Ters Yüz

uçurtmanı ters tuttuğundan yerin

içine çekiyorlar seni

bu zevk değil

anca solucanca

kasığına kanca takılana kadar

sürünüyorsun kumca

inci toplayacağım diye daldığın

denizde tuz topakları ağzında

gözlerin hep kırmızı

kan besler gibi

kiraz tükürür halde uyumuyor

vicdanına asılanlara yüz vermiyorsun

“ben mi yarattım?”

kuş çok büyük çok zengin çünkü

yumurtaları almak için kesmeyeceğin

kaz yok ama anaların yavru keseleri

mezar taşları hepsinin

içinde bir kitap

sana bela okuyorlar

sevilmek zor iş, parayı yer yutar

nefsi kurutur çamaşır ipinde asar

kim sana gülüyor bilemezsin

nefesin kesilir

ölüyorum diyemezsin

gel çık gömüldüğün yerden

bir önceki şiire inan af dile

görsel: Joseba Eskubi “Insomnia”

Keyif Gözü

Şiir olmadığını söylüyor.

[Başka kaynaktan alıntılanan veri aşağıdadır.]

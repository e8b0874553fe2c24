//! Streaming file transfer from the camera into a staged file.

use std::io::Write;
use std::time::Duration;

use super::CameraSession;
use crate::control::CancelToken;
use crate::fetcher::SegmentSource;
use crate::recording::RecordingDescriptor;
use crate::retry::SegmentError;
use crate::storage::StagedFile;

/// Hard wall-clock cap for one transfer; the low-speed limit normally trips first.
const TRANSFER_HARD_TIMEOUT: Duration = Duration::from_secs(3600);

impl SegmentSource for CameraSession {
    /// GET `RPC_Loadfile<remote_path>` and stream the body into `out`.
    /// Returns the number of bytes received.
    fn fetch_into(
        &self,
        descriptor: &RecordingDescriptor,
        out: &mut StagedFile,
        cancel: &CancelToken,
    ) -> Result<u64, SegmentError> {
        let url = self.file_url(&descriptor.remote_path);
        let mut easy = self
            .easy(&url, TRANSFER_HARD_TIMEOUT)
            .map_err(SegmentError::Curl)?;
        // Abort if throughput stays below 1 KiB/s for the configured window.
        easy.low_speed_limit(1024).map_err(SegmentError::Curl)?;
        easy.low_speed_time(self.timeouts.low_speed)
            .map_err(SegmentError::Curl)?;
        easy.progress(true).map_err(SegmentError::Curl)?;

        let mut storage_error: Option<std::io::Error> = None;
        let perform_result = {
            let mut transfer = easy.transfer();
            transfer
                .write_function(|data| {
                    if cancel.is_cancelled() {
                        return Ok(0);
                    }
                    match out.write_all(data) {
                        Ok(()) => Ok(data.len()),
                        Err(e) => {
                            storage_error = Some(e);
                            Ok(0) // abort transfer
                        }
                    }
                })
                .map_err(SegmentError::Curl)?;
            transfer
                .progress_function(|_, _, _, _| !cancel.is_cancelled())
                .map_err(SegmentError::Curl)?;
            transfer.perform()
        };

        if let Err(e) = perform_result {
            if cancel.is_cancelled() {
                return Err(SegmentError::Cancelled);
            }
            if e.is_write_error() {
                if let Some(io_err) = storage_error.take() {
                    return Err(SegmentError::Storage(io_err));
                }
            }
            return Err(SegmentError::Curl(e));
        }

        let code = easy.response_code().map_err(SegmentError::Curl)?;
        if !(200..300).contains(&code) {
            return Err(SegmentError::Http(code));
        }

        let received = out.bytes_written();
        let announced = easy.content_length_download().map_err(SegmentError::Curl)?;
        if announced >= 0.0 {
            let expected = announced as u64;
            if received != expected {
                return Err(SegmentError::PartialTransfer { expected, received });
            }
        }
        Ok(received)
    }
}
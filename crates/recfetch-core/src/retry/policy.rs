use std::time::Duration;

/// High-level classification of an error for retry purposes.
///
/// Callers map HTTP status codes, curl errors, payload checks and IO
/// failures into these kinds.
#[derive(Debug, Clone, Copy, PartialEq, Eq)]
pub enum ErrorKind {
    /// Operation timed out (connect/read).
    Timeout,
    /// Server asked us to slow down (e.g. 429, 503).
    Throttled,
    /// Network-level failure (connection reset, DNS, etc.).
    Connection,
    /// HTTP status that is retryable but not strictly throttling (5xx).
    Http5xx(u16),
    /// Payload shorter than announced, or empty.
    Truncated,
    /// Any other error (not retried).
    Other,
}

/// Decision returned by the retry policy.
#[derive(Debug, Clone, Copy, PartialEq, Eq)]
pub enum RetryDecision {
    /// Do not retry this error.
    NoRetry,
    /// Retry after the given delay.
    RetryAfter(Duration),
}

/// Exponential backoff policy with caps. Built from `[retry]` in config.toml.
#[derive(Debug, Clone, Copy)]
pub struct RetryPolicy {
    /// Maximum number of attempts (including the first).
    pub max_attempts: u32,
    /// Base delay for backoff.
    pub base_delay: Duration,
    /// Upper bound on backoff delay.
    pub max_delay: Duration,
}

impl Default for RetryPolicy {
    fn default() -> Self {
        Self {
            max_attempts: 3,
            base_delay: Duration::from_millis(500),
            max_delay: Duration::from_secs(10),
        }
    }
}

impl RetryPolicy {
    /// Compute the next backoff delay for a given attempt and error kind.
    ///
    /// `attempt` is 1-based (1 = first attempt). Returns `RetryDecision::NoRetry`
    /// when we should stop retrying.
    pub fn decide(&self, attempt: u32, kind: ErrorKind) -> RetryDecision {
        if attempt >= self.max_attempts {
            return RetryDecision::NoRetry;
        }

        match kind {
            ErrorKind::Other => RetryDecision::NoRetry,
            ErrorKind::Timeout
            | ErrorKind::Connection
            | ErrorKind::Throttled
            | ErrorKind::Truncated
            | ErrorKind::Http5xx(_) => {
                // base * 2^(attempt-1), capped.
                let exp = 1u32 << attempt.saturating_sub(1).min(8);
                let raw = self.base_delay.saturating_mul(exp);
                RetryDecision::RetryAfter(raw.min(self.max_delay))
            }
        }
    }
}
//! Pipeline cancellation: a shared abort token.
//!
//! The CLI sets the token on Ctrl-C. Workers check it before taking the next
//! queued segment, the transfer callback checks it between chunks, and retry
//! backoff sleeps wake up early when it is set.

use std::sync::atomic::{AtomicBool, Ordering};
use std::sync::Arc;
use std::time::{Duration, Instant};

/// Granularity of cancellable sleeps.
const SLEEP_SLICE: Duration = Duration::from_millis(50);

/// Cloneable cancellation flag shared by every stage of one pipeline run.
#[derive(Debug, Clone, Default)]
pub struct CancelToken {
    flag: Arc<AtomicBool>,
}

impl CancelToken {
    pub fn new() -> Self {
        Self::default()
    }

    /// Request cancellation. Idempotent.
    pub fn cancel(&self) {
        self.flag.store(true, Ordering::Relaxed);
    }

    pub fn is_cancelled(&self) -> bool {
        self.flag.load(Ordering::Relaxed)
    }

    /// Sleep for `duration` unless cancelled first.
    /// Returns `false` if the token was (or became) cancelled.
    pub fn sleep(&self, duration: Duration) -> bool {
        let deadline = Instant::now() + duration;
        loop {
            if self.is_cancelled() {
                return false;
            }
            let now = Instant::now();
            if now >= deadline {
                return true;
            }
            std::thread::sleep(SLEEP_SLICE.min(deadline - now));
        }
    }
}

Çünkü çok insan duysun istiyor.

Şiiri hissetmek için ayda en az bin dolar gelir gerek. gelir gider. dolar boşalır.

Gerdeğe giremedikçe gergadanlaşan engerek, hepimiz ergen.

Buyuz, suyuz. İçiyorlar memelerinden.

Cennette bir nehir var ve Boğaziçi’nden geçiyor.

Şiiri anlamıyorlar çabuk gelsinler, boşalsınlar, bilsinler.

Minare dönsün dolaşsın, dikleşme, erkek egemen meme ucu.

Ahhh istiyorlar. İnleme. Kafalar yeter sanki….

Bir şey duyayım ve ağzım açık kalsın, aklımı çalıştırmayayım.

O zaman ağzına … yaparlar…

Güzel şeylerin hiçbiri şeyinden, Şeyhinden böyle değil.

Zamanı parçala, sür, macun o, bak saçların aklaşacak.

Sana kim yaklaşacak?

Tek bir adam gelsin, seni sürekli mutlu etsin, yok öyle şey Naci.

Eşcinselleri dövüyorlarmış, inananları bilmeden seviyorlarmış.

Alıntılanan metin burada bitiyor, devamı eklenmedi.